[Extracted records]
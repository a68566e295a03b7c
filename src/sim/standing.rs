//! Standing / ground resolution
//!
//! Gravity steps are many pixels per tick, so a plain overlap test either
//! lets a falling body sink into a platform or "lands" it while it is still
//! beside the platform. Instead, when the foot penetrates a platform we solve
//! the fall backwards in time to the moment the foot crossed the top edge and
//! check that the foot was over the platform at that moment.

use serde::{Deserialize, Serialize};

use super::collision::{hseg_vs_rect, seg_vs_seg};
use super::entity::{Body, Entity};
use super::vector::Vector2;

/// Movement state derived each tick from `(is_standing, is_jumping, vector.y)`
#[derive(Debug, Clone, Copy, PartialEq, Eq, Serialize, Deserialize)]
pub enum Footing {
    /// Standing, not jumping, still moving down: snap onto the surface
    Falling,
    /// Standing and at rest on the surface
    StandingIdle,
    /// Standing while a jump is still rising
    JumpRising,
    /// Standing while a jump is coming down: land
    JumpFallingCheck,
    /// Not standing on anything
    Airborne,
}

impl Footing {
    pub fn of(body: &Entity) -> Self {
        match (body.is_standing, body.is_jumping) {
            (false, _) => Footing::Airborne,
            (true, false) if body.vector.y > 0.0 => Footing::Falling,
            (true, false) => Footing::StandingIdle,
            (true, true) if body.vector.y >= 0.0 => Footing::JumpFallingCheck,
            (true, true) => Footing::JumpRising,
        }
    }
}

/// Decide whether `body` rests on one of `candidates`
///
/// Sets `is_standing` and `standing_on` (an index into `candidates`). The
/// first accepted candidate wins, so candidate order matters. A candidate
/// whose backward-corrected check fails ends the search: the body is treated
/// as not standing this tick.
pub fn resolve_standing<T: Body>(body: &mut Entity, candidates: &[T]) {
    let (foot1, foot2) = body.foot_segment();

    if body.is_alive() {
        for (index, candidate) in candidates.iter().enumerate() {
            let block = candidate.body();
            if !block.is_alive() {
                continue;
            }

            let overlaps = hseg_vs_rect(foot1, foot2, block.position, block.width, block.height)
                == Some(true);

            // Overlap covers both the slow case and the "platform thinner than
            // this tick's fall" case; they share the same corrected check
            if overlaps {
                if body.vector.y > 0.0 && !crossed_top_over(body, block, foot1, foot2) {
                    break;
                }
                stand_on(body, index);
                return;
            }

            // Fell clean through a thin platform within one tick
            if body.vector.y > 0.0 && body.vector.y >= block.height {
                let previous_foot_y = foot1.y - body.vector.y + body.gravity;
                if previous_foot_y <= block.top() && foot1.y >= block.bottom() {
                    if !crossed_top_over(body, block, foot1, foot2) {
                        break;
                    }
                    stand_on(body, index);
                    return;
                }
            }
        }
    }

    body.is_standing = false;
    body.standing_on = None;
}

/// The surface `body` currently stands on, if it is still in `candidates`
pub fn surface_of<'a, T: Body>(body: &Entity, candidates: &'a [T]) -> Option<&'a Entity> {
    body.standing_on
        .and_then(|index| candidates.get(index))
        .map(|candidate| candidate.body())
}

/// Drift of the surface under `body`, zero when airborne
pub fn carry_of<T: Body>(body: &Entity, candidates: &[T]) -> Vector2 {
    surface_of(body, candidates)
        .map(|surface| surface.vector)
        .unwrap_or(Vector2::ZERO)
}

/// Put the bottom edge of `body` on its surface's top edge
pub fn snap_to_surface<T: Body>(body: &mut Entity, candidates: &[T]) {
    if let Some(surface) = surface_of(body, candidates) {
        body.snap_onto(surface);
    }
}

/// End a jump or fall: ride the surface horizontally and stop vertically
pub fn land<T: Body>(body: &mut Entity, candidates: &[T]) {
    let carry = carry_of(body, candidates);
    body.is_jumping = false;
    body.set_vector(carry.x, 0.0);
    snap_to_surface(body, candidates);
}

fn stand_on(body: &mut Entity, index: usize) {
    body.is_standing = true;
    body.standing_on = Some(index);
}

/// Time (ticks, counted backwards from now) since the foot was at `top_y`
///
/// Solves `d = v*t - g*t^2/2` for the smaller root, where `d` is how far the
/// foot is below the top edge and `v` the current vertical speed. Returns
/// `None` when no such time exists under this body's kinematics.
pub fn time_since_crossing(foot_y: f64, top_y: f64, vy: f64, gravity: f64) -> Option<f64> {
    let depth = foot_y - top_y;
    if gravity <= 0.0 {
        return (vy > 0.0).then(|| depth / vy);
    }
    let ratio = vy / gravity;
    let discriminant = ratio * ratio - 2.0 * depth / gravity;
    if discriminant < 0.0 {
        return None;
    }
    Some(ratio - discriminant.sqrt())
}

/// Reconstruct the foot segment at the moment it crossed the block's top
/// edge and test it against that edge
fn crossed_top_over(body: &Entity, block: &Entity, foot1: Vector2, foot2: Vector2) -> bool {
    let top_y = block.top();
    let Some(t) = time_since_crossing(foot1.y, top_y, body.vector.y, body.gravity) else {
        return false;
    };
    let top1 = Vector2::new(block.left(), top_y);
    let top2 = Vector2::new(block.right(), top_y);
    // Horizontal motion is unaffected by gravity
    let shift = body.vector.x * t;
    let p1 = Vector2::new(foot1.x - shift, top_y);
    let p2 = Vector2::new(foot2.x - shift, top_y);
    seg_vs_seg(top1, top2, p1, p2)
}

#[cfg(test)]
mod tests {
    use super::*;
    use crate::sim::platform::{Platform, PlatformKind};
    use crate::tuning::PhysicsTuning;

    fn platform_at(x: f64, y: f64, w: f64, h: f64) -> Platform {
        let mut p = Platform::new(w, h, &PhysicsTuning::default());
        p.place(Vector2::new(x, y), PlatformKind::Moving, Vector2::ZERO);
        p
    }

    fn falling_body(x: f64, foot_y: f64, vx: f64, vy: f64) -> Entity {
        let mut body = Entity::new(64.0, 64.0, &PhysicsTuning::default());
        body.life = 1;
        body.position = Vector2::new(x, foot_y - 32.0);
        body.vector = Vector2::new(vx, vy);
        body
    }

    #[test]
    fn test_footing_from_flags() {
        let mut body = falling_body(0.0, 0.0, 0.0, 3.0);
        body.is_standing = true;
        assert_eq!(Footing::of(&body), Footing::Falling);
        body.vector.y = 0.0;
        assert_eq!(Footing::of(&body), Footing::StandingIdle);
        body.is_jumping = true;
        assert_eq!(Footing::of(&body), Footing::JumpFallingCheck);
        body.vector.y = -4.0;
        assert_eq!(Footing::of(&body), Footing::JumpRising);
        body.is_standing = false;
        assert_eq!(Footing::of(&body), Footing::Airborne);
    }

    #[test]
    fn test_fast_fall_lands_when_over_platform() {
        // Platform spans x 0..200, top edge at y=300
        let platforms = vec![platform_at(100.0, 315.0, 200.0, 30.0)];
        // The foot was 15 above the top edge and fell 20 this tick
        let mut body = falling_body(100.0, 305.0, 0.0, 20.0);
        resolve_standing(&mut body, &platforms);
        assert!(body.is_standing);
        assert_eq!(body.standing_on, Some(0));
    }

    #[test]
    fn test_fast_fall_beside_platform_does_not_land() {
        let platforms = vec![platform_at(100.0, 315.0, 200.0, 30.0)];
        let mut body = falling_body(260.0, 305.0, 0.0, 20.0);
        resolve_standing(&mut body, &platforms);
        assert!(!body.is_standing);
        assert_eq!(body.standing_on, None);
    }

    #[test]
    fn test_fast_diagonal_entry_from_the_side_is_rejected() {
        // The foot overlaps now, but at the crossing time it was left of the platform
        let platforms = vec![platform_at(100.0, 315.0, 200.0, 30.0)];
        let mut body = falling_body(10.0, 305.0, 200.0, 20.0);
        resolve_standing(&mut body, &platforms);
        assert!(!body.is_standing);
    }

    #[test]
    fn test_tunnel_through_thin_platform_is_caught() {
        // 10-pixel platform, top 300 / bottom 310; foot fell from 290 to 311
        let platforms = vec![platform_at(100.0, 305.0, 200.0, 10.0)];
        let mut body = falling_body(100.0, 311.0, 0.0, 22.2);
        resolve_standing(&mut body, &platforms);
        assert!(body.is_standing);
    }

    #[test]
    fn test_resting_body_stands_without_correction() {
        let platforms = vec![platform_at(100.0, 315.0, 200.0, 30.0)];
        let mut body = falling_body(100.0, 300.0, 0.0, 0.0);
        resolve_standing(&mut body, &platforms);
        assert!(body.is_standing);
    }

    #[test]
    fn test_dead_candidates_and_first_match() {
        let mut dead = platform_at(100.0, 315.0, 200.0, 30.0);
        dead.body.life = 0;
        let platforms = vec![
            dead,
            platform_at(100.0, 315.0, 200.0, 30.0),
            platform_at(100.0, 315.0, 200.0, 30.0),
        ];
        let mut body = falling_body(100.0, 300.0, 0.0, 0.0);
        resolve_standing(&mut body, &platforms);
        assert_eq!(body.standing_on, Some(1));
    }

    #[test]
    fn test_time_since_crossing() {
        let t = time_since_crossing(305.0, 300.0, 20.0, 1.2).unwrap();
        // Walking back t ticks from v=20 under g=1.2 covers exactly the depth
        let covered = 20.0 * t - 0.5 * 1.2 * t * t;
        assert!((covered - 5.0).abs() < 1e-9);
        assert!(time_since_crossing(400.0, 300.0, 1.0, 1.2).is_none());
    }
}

[What this task involves] Print the first line of the records above and each line after it, exactly, through the line with "use super::vector::Vector2;".

[Final answer]
repository a68566e295a03b7c
filename src/sim/standing.rs
//! Standing / ground resolution
//!
//! Gravity steps are many pixels per tick, so a plain overlap test either
//! lets a falling body sink into a platform or "lands" it while it is still
//! beside the platform. Instead, when the foot penetrates a platform we solve
//! the fall backwards in time to the moment the foot crossed the top edge and
//! check that the foot was over the platform at that moment.

use serde::{Deserialize, Serialize};

use super::collision::{hseg_vs_rect, seg_vs_seg};
use super::entity::{Body, Entity};
use super::vector::Vector2;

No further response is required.